A United Nations project that uses XML to give small and midsized companies an alternative to paper forms when doing business across borders has won support from Microsoft.

At a U.N. conference in Geneva, Microsoft Thursday demonstrated how the product of the XML project called UNeDocs would work in Microsoft’s InfoPath application. Details of the prototype InfoPath implementation will be released within 30 days, Microsoft said.

UNeDocs, or United Nations extensions for aligned electronic trade documents, was started in 2002 by the United Nations’ Economic Commission for Europe. The aim is to use XML to create an electronic equivalent for paper trade documents based on existing Electronic Data Interchange standards, according to the UNeDocs Web site.

EDI is expensive and use has generally been reserved for large enterprises. XML is going to make electronic exchange of business documents between companies cheaper with tools like InfoPath to support it, said Bobby Moore, product manager for InfoPath at Microsoft.

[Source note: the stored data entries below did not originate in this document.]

//! HTTP middleware stack for the order server.
//!
//! # Middleware Order (bottom to top in Router)
//!
//! 1. Sentry layers (capture errors, outermost)
//! 2. `TraceLayer` (request tracing)
//! 3. Request ID (add unique ID to each request)
//! 4. Security headers (CSP, frame denial, no-store)
//! 5. Session layer (tower-sessions with in-memory store)

pub mod auth;
pub mod request_id;
pub mod security_headers;
pub mod session;

pub use auth::{
    AuthRejection, LOGIN_PATH, OptionalAuth, RequireAuth, clear_current_user, set_current_user,
    set_flash, take_flash,
};
pub use request_id::request_id_middleware;
pub use security_headers::security_headers_middleware;
pub use session::create_session_layer;
//! Order history commands.
//!
//! # Environment Variables
//!
//! - `COMMANDE_DATA_DIR` - Order history directory (default: data)
//! - `COMMANDE_EXPORT_DIR` - Default output directory for `history export`

use std::path::PathBuf;

use thiserror::Error;

use commande_core::{OrderTable, Username, UsernameError};
use commande_server::CommandeConfig;
use commande_server::services::export::{CsvExporter, ExportError};
use commande_server::store::{OrderStore, StoreError};

/// Errors that can occur during history commands.
#[derive(Debug, Error)]
pub enum HistoryError {
    /// Invalid username.
    #[error("Invalid username: {0}")]
    InvalidUsername(#[from] UsernameError),

    /// History could not be read.
    #[error("Store error: {0}")]
    Store(#[from] StoreError),

    /// CSV files could not be written.
    #[error("Export error: {0}")]
    Export(#[from] ExportError),
}

fn pad_line<'a>(cells: impl Iterator<Item = &'a str>, widths: &[usize]) -> String {
    cells
        .zip(widths)
        .map(|(cell, &width)| format!("{cell:<width$}"))
        .collect::<Vec<_>>()
        .join("  ")
        .trim_end()
        .to_string()
}

/// Render `table` as aligned text columns.
#[must_use]
pub fn format_table(table: &OrderTable) -> String {
    let mut widths: Vec<usize> = table.headers.iter().map(|h| h.chars().count()).collect();
    for row in &table.rows {
        for (width, cell) in widths.iter_mut().zip(row) {
            *width = (*width).max(cell.chars().count());
        }
    }

    let mut out = pad_line(table.headers.iter().copied(), &widths);
    out.push('\n');
    for row in &table.rows {
        out.push_str(&pad_line(row.iter().map(String::as_str), &widths));
        out.push('\n');
    }
    out
}

/// Print an operator's history to stdout.
///
/// # Errors
///
/// Returns `HistoryError` if the username is invalid or the history cannot be read.
#[allow(clippy::print_stdout)]
pub async fn show(config: &CommandeConfig, username: &str) -> Result<OrderTable, HistoryError> {
    let username = Username::parse(username)?;
    let history = OrderStore::new(config.data_dir.clone()).load(&username).await?;
    let table = history.to_table();

    if table.is_empty() {
        tracing::info!("No orders for {}", username);
    } else {
        print!("{}", format_table(&table));
    }

    Ok(table)
}

/// Write one CSV file per order in an operator's history.
///
/// The output directory is `output`, else `COMMANDE_EXPORT_DIR`, else the
/// current directory.
///
/// # Errors
///
/// Returns `HistoryError` if the username is invalid, the history cannot be
/// read, or a file cannot be written.
pub async fn export(
    config: &CommandeConfig,
    username: &str,
    output: Option<PathBuf>,
) -> Result<Vec<PathBuf>, HistoryError> {
    let username = Username::parse(username)?;
    let history = OrderStore::new(config.data_dir.clone()).load(&username).await?;

    let output = output
        .or_else(|| config.export_dir.clone())
        .unwrap_or_else(|| PathBuf::from("."));
    let paths = CsvExporter::new(&output)
        .export_history(history.records())
        .await?;

    tracing::info!(
        "Exported {} order(s) for {} to {}",
        paths.len(),
        username,
        output.display()
    );
    Ok(paths)
}

#[cfg(test)]
#[allow(clippy::unwrap_used)]
mod tests {
    use std::path::Path;

    use commande_core::{OrderDraft, OrderTimestamp};

    use super::*;

    fn config(dir: &Path) -> CommandeConfig {
        let data = dir.join("data").display().to_string();
        CommandeConfig::from_lookup(|key| (key == "COMMANDE_DATA_DIR").then(|| data.clone()))
            .unwrap()
    }

    async fn seed(config: &CommandeConfig, timestamps: &[&str]) {
        let store = OrderStore::new(config.data_dir.clone());
        let alice = Username::parse("alice").unwrap();
        for ts in timestamps {
            let record = OrderDraft {
                product: "Poulet".to_string(),
                unit: "Piece".to_string(),
                depot: "Frozen".to_string(),
                quantity: "4".to_string(),
                ..OrderDraft::default()
            }
            .validate(alice.clone(), OrderTimestamp::parse(ts).unwrap())
            .unwrap();
            store.append(&alice, record).await.unwrap();
        }
    }

    #[tokio::test]
    async fn test_show_returns_history_table() {
        let dir = tempfile::tempdir().unwrap();
        let config = config(dir.path());
        seed(&config, &["2024-01-01 10:00:00"]).await;

        let table = show(&config, "alice").await.unwrap();
        assert_eq!(table.len(), 1);
        assert!(show(&config, "bob").await.unwrap().is_empty());
    }

    #[tokio::test]
    async fn test_export_writes_one_file_per_order() {
        let dir = tempfile::tempdir().unwrap();
        let config = config(dir.path());
        seed(&config, &["2024-01-01 10:00:00", "2024-01-01 10:00:00"]).await;

        let paths = export(&config, "alice", Some(dir.path().join("out")))
            .await
            .unwrap();
        assert_eq!(paths.len(), 2);
        assert!(paths[0].ends_with("alice_2024-01-01 10-00-00.csv"));
        assert!(paths[1].ends_with("alice_2024-01-01 10-00-00_2.csv"));
    }

    #[tokio::test]
    async fn test_invalid_username_is_rejected() {
        let dir = tempfile::tempdir().unwrap();
        let config = config(dir.path());
        assert!(matches!(
            show(&config, "../alice").await,
            Err(HistoryError::InvalidUsername(_))
        ));
    }

    #[test]
    fn test_format_table_aligns_columns() {
        let table = OrderTable {
            headers: vec!["product", "unit"],
            rows: vec![vec!["Poulet fermier".to_string(), "Piece".to_string()]],
        };
        let text = format_table(&table);
        let lines: Vec<&str> = text.lines().collect();
        assert_eq!(lines[0], "product         unit");
        assert_eq!(lines[1], "Poulet fermier  Piece");
    }
}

The United Nations estimates that paper-based trade procedures cost about 10% of the value of exchanged goods. In 2000 that would have been 10% of $5.5 trillion in international trade, according to the UNeDocs Web site.

The United Nations is drafting the XML electronic trade documents to create documents that can be understood and accepted internationally. Many of the alternatives that have been created by private parties are country or sector-specific, according to the UNeDocs Web site.

In addition to the trade documents, the UNeDocs team also created online services for UNeDocs users. One service allows users to get the latest international trade, currency and country codes, for example. Another service converts a UNeDocs XML document into a document that can be viewed through a standard Web Browser.

InfoPath is a new Microsoft information gathering application that can save data natively in XML. It is part of Microsoft’s Office 2003 suite of productivity applications, which is currently in beta and planned to be commercially available in the second half of the year, Microsoft has said.

“UNeDocs is a project to allow business to move into the digital economy,” Moore said. “Our support for XML standards in general will be a huge selling point for InfoPath, whether it is UNeDocs or other standards.”